What the task requires: Word for word, return every record that follows.

(Collected data entries)
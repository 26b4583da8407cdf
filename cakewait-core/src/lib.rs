//! cakewait-core: birthday records, the recurrence calculator and the
//! reminder policy engine.

pub mod calendar;
pub mod error;
pub mod policy;
pub mod record;
pub mod recurrence;
pub mod store;

pub use calendar::{birthdays_in_month, days_in_month, MonthGrid};
pub use error::{ErrorReporter, RecordError};
pub use policy::{classify, evaluate, evaluate_with, stable_tag, Bucket, NotificationMatch};
pub use record::{
    format_birth_date, format_friendly, parse_birth_date, BirthdayRecord, RecordDraft,
};
pub use recurrence::{
    age_at_next_occurrence, age_on_next_occurrence, compare_by_upcoming, current_age,
    days_until_next_occurrence, is_occurrence_today, local_today, next_occurrence,
    sort_by_upcoming, Upcoming,
};
pub use store::{MemoryStore, RecordStore};
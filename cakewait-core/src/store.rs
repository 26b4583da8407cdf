//! Storage abstraction for birthday records.
//!
//! The engine only ever reads a snapshot through [`RecordStore::all_records`];
//! writes come from the create/edit/delete flows.

use anyhow::Result;

use crate::record::BirthdayRecord;

pub trait RecordStore {
    /// Every stored record, in insertion order.
    fn all_records(&self) -> Result<Vec<BirthdayRecord>>;

    fn get(&self, id: &str) -> Result<Option<BirthdayRecord>> {
        Ok(self.all_records()?.into_iter().find(|r| r.id == id))
    }

    /// Replace the record with the same id, or append a new one.
    fn upsert(&mut self, record: BirthdayRecord) -> Result<()>;

    /// Returns true if a record was removed.
    fn remove(&mut self, id: &str) -> Result<bool>;
}

/// Replace-or-append on a plain vector; shared by the store implementations.
pub fn upsert_into(records: &mut Vec<BirthdayRecord>, record: BirthdayRecord) {
    match records.iter_mut().find(|r| r.id == record.id) {
        Some(existing) => *existing = record,
        None => records.push(record),
    }
}

#[derive(Debug, Default, Clone)]
pub struct MemoryStore {
    records: Vec<BirthdayRecord>,
}

impl MemoryStore {
    pub fn new() -> Self {
        Self::default()
    }

    pub fn with_records(records: Vec<BirthdayRecord>) -> Self {
        Self { records }
    }

    pub fn len(&self) -> usize {
        self.records.len()
    }

    pub fn is_empty(&self) -> bool {
        self.records.is_empty()
    }
}

impl RecordStore for MemoryStore {
    fn all_records(&self) -> Result<Vec<BirthdayRecord>> {
        Ok(self.records.clone())
    }

    fn upsert(&mut self, record: BirthdayRecord) -> Result<()> {
        upsert_into(&mut self.records, record);
        Ok(())
    }

    fn remove(&mut self, id: &str) -> Result<bool> {
        let before = self.records.len();
        self.records.retain(|r| r.id != id);
        Ok(self.records.len() != before)
    }
}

Exercise output:
repository 26b4583da8407cdf
filename cakewait-core/src/lib.rs
//! cakewait-core: birthday records, the recurrence calculator and the
//! reminder policy engine.

pub mod calendar;
pub mod error;
pub mod policy;
pub mod record;
pub mod recurrence;
pub mod store;

pub use calendar::{birthdays_in_month, days_in_month, MonthGrid};
pub use error::{ErrorReporter, RecordError};
pub use policy::{classify, evaluate, evaluate_with, stable_tag, Bucket, NotificationMatch};
pub use record::{
    format_birth_date, format_friendly, parse_birth_date, BirthdayRecord, RecordDraft,
};
pub use recurrence::{
    age_at_next_occurrence, age_on_next_occurrence, compare_by_upcoming, current_age,
    days_until_next_occurrence, is_occurrence_today, local_today, next_occurrence,
    sort_by_upcoming, Upcoming,
};
pub use store::{MemoryStore, RecordStore};
filename cakewait-core/src/store.rs
repository 26b4583da8407cdf
//! Storage abstraction for birthday records.
//!
//! The engine only ever reads a snapshot through [`RecordStore::all_records`];
//! writes come from the create/edit/delete flows.

use anyhow::Result;

use crate::record::BirthdayRecord;

pub trait RecordStore {
    /// Every stored record, in insertion order.
    fn all_records(&self) -> Result<Vec<BirthdayRecord>>;

    fn get(&self, id: &str) -> Result<Option<BirthdayRecord>> {
        Ok(self.all_records()?.into_iter().find(|r| r.id == id))
    }

    /// Replace the record with the same id, or append a new one.
    fn upsert(&mut self, record: BirthdayRecord) -> Result<()>;

    /// Returns true if a record was removed.
    fn remove(&mut self, id: &str) -> Result<bool>;
}

/// Replace-or-append on a plain vector; shared by the store implementations.
pub fn upsert_into(records: &mut Vec<BirthdayRecord>, record: BirthdayRecord) {
    match records.iter_mut().find(|r| r.id == record.id) {
        Some(existing) => *existing = record,
        None => records.push(record),
    }
}

#[derive(Debug, Default, Clone)]
pub struct MemoryStore {
    records: Vec<BirthdayRecord>,
}

impl MemoryStore {
    pub fn new() -> Self {
        Self::default()
    }

    pub fn with_records(records: Vec<BirthdayRecord>) -> Self {
        Self { records }
    }

    pub fn len(&self) -> usize {
        self.records.len()
    }

    pub fn is_empty(&self) -> bool {
        self.records.is_empty()
    }
}

impl RecordStore for MemoryStore {
    fn all_records(&self) -> Result<Vec<BirthdayRecord>> {
        Ok(self.records.clone())
    }

    fn upsert(&mut self, record: BirthdayRecord) -> Result<()> {
        upsert_into(&mut self.records, record);
        Ok(())
    }

    fn remove(&mut self, id: &str) -> Result<bool> {
        let before = self.records.len();
        self.records.retain(|r| r.id != id);
        Ok(self.records.len() != before)
    }
}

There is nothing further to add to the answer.